Probate is a word that can bring up many different mental images, but the general meaning of this word is very different when comparing it to the popular legal definition. Even among the various legal terms available, it’s worth noting that even several similar sounding terms are going to have quite different meanings. Legally speaking, probate refers to any law having to do with a legal will or executing the process of divvying up an estate after the owner’s death. What does this all include?
Probate & Wills
The most important aspect to a probate case is proving not only that a will actually was the true last wishes of whoever made it, but also that the will is legally viable and follows all the specific rules of state and federal law in order to be properly executed. This is part of the reason why having a lawyer look over your will is so important: to make sure it is actually acceptable according to court standards.
In many cases, a video tape or a written form with signature isn’t enough to guarantee that a deceased individual’s belongings are split the way that he/she wants them to be.
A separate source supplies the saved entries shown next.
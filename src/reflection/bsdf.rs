use crate::{Float, Normal3, Vec3f, Point2f};
use crate::reflection::{BxDF, BxDFType, ScatterSample};
use crate::interaction::SurfaceInteraction;
use cgmath::InnerSpace;
use crate::spectrum::Spectrum;

/// A BxDF placed at a surface point: converts between world space and the local
/// shading frame and rejects light leaking through the geometric surface.
#[derive(Debug, Clone, Copy)]
pub struct Bsdf<'a> {

    /// Shading normal
    ns: Normal3,

    /// Geometry normal
    ng: Normal3,

    /// s orthonormal basis vector with the shading normal
    ss: Vec3f,

    /// t orthonormal basis vector with the shading normal
    ts: Vec3f,

    bxdf: &'a dyn BxDF,
}

impl<'a> Bsdf<'a> {

    pub fn new(si: &SurfaceInteraction, bxdf: &'a dyn BxDF) -> Self {
        let ns = si.shading_n;
        let ng = si.hit.n;
        let ss = si.tangent();
        let ts = ns.cross(ss);

        Self { ns, ng, ss, ts, bxdf }
    }

    pub fn flags(&self) -> BxDFType {
        self.bxdf.get_type()
    }

    pub fn is_specular(&self) -> bool {
        self.flags().contains(BxDFType::SPECULAR)
    }

    pub fn world_to_local(&self, v: Vec3f) -> Vec3f {
        Vec3f::new(v.dot(self.ss), v.dot(self.ts), v.dot(self.ns.0))
    }

    pub fn local_to_world(&self, v: Vec3f) -> Vec3f {
        let x = self.ss.x * v.x + self.ts.x * v.y + self.ns.x * v.z;
        let y = self.ss.y * v.x + self.ts.y * v.y + self.ns.y * v.z;
        let z = self.ss.z * v.x + self.ts.z * v.y + self.ns.z * v.z;
        Vec3f::new(x, y, z)
    }

    fn accepts(&self, wo_world: Vec3f, wi_world: Vec3f) -> bool {
        let reflect = wi_world.dot(self.ng.0) * wo_world.dot(self.ng.0) > 0.0;
        let ty = self.flags();
        (reflect && ty.contains(BxDFType::REFLECTION)) || (!reflect && ty.contains(BxDFType::TRANSMISSION))
    }

    pub fn f(&self, wo_world: Vec3f, wi_world: Vec3f) -> Spectrum {
        let wi = self.world_to_local(wi_world);
        let wo = self.world_to_local(wo_world);
        if wo.z == 0.0 || !self.accepts(wo_world, wi_world) {
            return Spectrum::uniform(0.0)
        }
        self.bxdf.f(wo, wi)
    }

    /// Samples an incident direction, returned in world space.
    pub fn sample_f(&self, wo_world: Vec3f, u: Point2f) -> Option<ScatterSample> {
        let wo = self.world_to_local(wo_world);
        if wo.z == 0.0 {
            return None;
        }
        let sample = self.bxdf.sample_f(wo, u)?;
        if sample.pdf == 0.0 || sample.f.is_black() {
            return None;
        }
        let wi_world = self.local_to_world(sample.wi);
        if !sample.is_specular() && !self.accepts(wo_world, wi_world) {
            return None;
        }
        Some(ScatterSample { wi: wi_world, ..sample })
    }

    pub fn pdf(&self, wo_world: Vec3f, wi_world: Vec3f) -> Float {
        let wi = self.world_to_local(wi_world);
        let wo = self.world_to_local(wo_world);
        if wo.z == 0.0 {
            return 0.0;
        }
        self.bxdf.pdf(wo, wi)
    }
}

#[cfg(test)]
mod tests {
    use super::*;
    use crate::reflection::LambertianReflection;
    use crate::{Point3f, Normal3};
    use cgmath::assert_abs_diff_eq;

    fn tilted_interaction() -> SurfaceInteraction<'static> {
        let n = Normal3::new(0.0, 1.0, 1.0).normalize();
        SurfaceInteraction::new(
            Point3f::new(0.0, 0.0, 0.0),
            Point2f::new(0.0, 0.0),
            Vec3f::new(0.0, 0.0, 1.0),
            n,
            Vec3f::new(1.0, 0.0, 0.0),
        )
    }

    #[test]
    fn test_frame_round_trip() {
        let si = tilted_interaction();
        let lambert = LambertianReflection::new(Spectrum::uniform(0.5));
        let bsdf = Bsdf::new(&si, &lambert);

        let v = Vec3f::new(0.3, -0.2, 0.9);
        assert_abs_diff_eq!(bsdf.local_to_world(bsdf.world_to_local(v)), v, epsilon = 1e-5);
        assert_abs_diff_eq!(bsdf.world_to_local(si.shading_n.0), Vec3f::new(0.0, 0.0, 1.0), epsilon = 1e-5);
    }

    #[test]
    fn test_reflection_only_lobe_rejects_transmission() {
        let si = tilted_interaction();
        let lambert = LambertianReflection::new(Spectrum::uniform(0.5));
        let bsdf = Bsdf::new(&si, &lambert);

        let wo = Vec3f::new(0.0, 0.0, 1.0);
        assert!(!bsdf.f(wo, Vec3f::new(0.0, 1.0, 0.0)).is_black());
        assert!(bsdf.f(wo, Vec3f::new(0.0, -1.0, -0.5).normalize()).is_black());

        let s = bsdf.sample_f(wo, Point2f::new(0.4, 0.4)).expect("sample");
        assert!(s.wi.dot(si.hit.n.0) > 0.0);
        assert_abs_diff_eq!(s.pdf, bsdf.pdf(wo, s.wi), epsilon = 1e-5);
    }
}
use cgmath::Point2;
use crate::{Float, Point2i, Point3f, Ray, Scalar, Vec3f};

#[derive(Clone, Copy, Debug, PartialEq)]
pub struct Bounds2<S: Scalar> {
    pub min: Point2<S>,
    pub max: Point2<S>
}

pub type Bounds2i = Bounds2<i32>;
pub type Bounds2f = Bounds2<Float>;

impl<S: Scalar> Bounds2<S> {

    pub fn empty() -> Self {
        Self {
            min: Point2::new(S::max_value(), S::max_value()),
            max: Point2::new(S::min_value(), S::min_value())
        }
    }

    pub fn with_bounds(min: Point2<S>, max: Point2<S>) -> Self {
        Self { min, max }
    }

    pub fn width(&self) -> S {
        self.max.x - self.min.x
    }

    pub fn height(&self) -> S {
        self.max.y - self.min.y
    }

    pub fn area(&self) -> S {
        self.width() * self.height()
    }

    pub fn is_empty(&self) -> bool {
        self.min.x >= self.max.x || self.min.y >= self.max.y
    }

    pub fn intersection(&self, other: &Self) -> Self {
        Self {
            min: Point2::new(self.min.x.max(other.min.x), self.min.y.max(other.min.y)),
            max: Point2::new(self.max.x.min(other.max.x), self.max.y.min(other.max.y)),
        }
    }
}

impl Bounds2i {
    /// Iterates over the points in the half open range `[min, max)`, row by row.
    pub fn iter_points(self) -> impl Iterator<Item = Point2i> {
        (self.min.y..self.max.y)
            .flat_map(move |y| (self.min.x..self.max.x).map(move |x| Point2i::new(x, y)))
    }

    /// Splits the bounds into square tiles with side length `tile_size`. Tiles at the right
    /// and bottom edges are clipped to the bounds.
    pub fn iter_tiles(self, tile_size: i32) -> impl Iterator<Item = Bounds2i> {
        let n_x = (self.width() + tile_size - 1) / tile_size;
        let n_y = (self.height() + tile_size - 1) / tile_size;
        (0..n_y).flat_map(move |ty| (0..n_x).map(move |tx| {
            let min = Point2i::new(self.min.x + tx * tile_size, self.min.y + ty * tile_size);
            let max = Point2i::new(
                Ord::min(min.x + tile_size, self.max.x),
                Ord::min(min.y + tile_size, self.max.y)
            );
            Bounds2i::with_bounds(min, max)
        }))
    }
}

#[derive(Clone, Copy, Debug, PartialEq)]
pub struct Bounds3f {
    pub min: Point3f,
    pub max: Point3f,
}

impl Bounds3f {
    pub fn empty() -> Self {
        let inf = crate::INFINITY;
        Self {
            min: Point3f::new(inf, inf, inf),
            max: Point3f::new(-inf, -inf, -inf),
        }
    }

    pub fn with_bounds(p1: Point3f, p2: Point3f) -> Self {
        Self {
            min: Point3f::new(p1.x.min(p2.x), p1.y.min(p2.y), p1.z.min(p2.z)),
            max: Point3f::new(p1.x.max(p2.x), p1.y.max(p2.y), p1.z.max(p2.z)),
        }
    }

    pub fn join(&self, other: &Self) -> Self {
        Self {
            min: Point3f::new(self.min.x.min(other.min.x), self.min.y.min(other.min.y), self.min.z.min(other.min.z)),
            max: Point3f::new(self.max.x.max(other.max.x), self.max.y.max(other.max.y), self.max.z.max(other.max.z)),
        }
    }

    pub fn join_point(&self, p: Point3f) -> Self {
        Self {
            min: Point3f::new(self.min.x.min(p.x), self.min.y.min(p.y), self.min.z.min(p.z)),
            max: Point3f::new(self.max.x.max(p.x), self.max.y.max(p.y), self.max.z.max(p.z)),
        }
    }

    pub fn diagonal(&self) -> Vec3f {
        self.max - self.min
    }

    pub fn centroid(&self) -> Point3f {
        Point3f::new(
            0.5 * (self.min.x + self.max.x),
            0.5 * (self.min.y + self.max.y),
            0.5 * (self.min.z + self.max.z),
        )
    }

    pub fn surface_area(&self) -> Float {
        let d = self.diagonal();
        2.0 * (d.x * d.y + d.x * d.z + d.y * d.z)
    }

    pub fn maximum_extent(&self) -> usize {
        let d = self.diagonal();
        if d.x > d.y && d.x > d.z {
            0
        } else if d.y > d.z {
            1
        } else {
            2
        }
    }

    /// Position of `p` relative to the corners, 0 at `min` and 1 at `max` along each axis.
    pub fn offset(&self, p: Point3f) -> Vec3f {
        let mut o = p - self.min;
        for axis in 0..3 {
            if self.max[axis] > self.min[axis] {
                o[axis] /= self.max[axis] - self.min[axis];
            }
        }
        o
    }

    pub fn iter_corners(&self) -> impl Iterator<Item = Point3f> + '_ {
        (0..8).map(move |i| Point3f::new(
            if i & 1 == 0 { self.min.x } else { self.max.x },
            if i & 2 == 0 { self.min.y } else { self.max.y },
            if i & 4 == 0 { self.min.z } else { self.max.z },
        ))
    }

    /// Slab test against the ray, using precomputed reciprocal direction components.
    pub fn intersect_p(&self, ray: &Ray, inv_dir: Vec3f) -> bool {
        let mut t0: Float = 0.0;
        let mut t1 = ray.t_max;
        for axis in 0..3 {
            let mut t_near = (self.min[axis] - ray.origin[axis]) * inv_dir[axis];
            let mut t_far = (self.max[axis] - ray.origin[axis]) * inv_dir[axis];
            if t_near > t_far {
                std::mem::swap(&mut t_near, &mut t_far);
            }
            // guard against NaN from 0 * inf on axis aligned rays
            t_far *= 1.0 + 2.0 * crate::math::gamma(3);
            t0 = if t_near > t0 { t_near } else { t0 };
            t1 = if t_far < t1 { t_far } else { t1 };
            if t0 > t1 {
                return false;
            }
        }
        true
    }
}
The only way to make absolutely sure that the list wishes are followed is to make sure an experienced probate lawyer draws up the papers and helps to execute them.
While having some nonlegal documents is generally better than having nothing at all, there’s a reason probate law exists, and that isn’t even going into the fact that there is an entire court system dedicated to focusing specifically on any disagreements that come up with these very specific and important cases. Many people want to avoid probate so their loved ones can inherit their assets in a quick and timely fashion. This reinforces why having a probate attorney help draft up your living will can help your family from more legal responsibility in the future.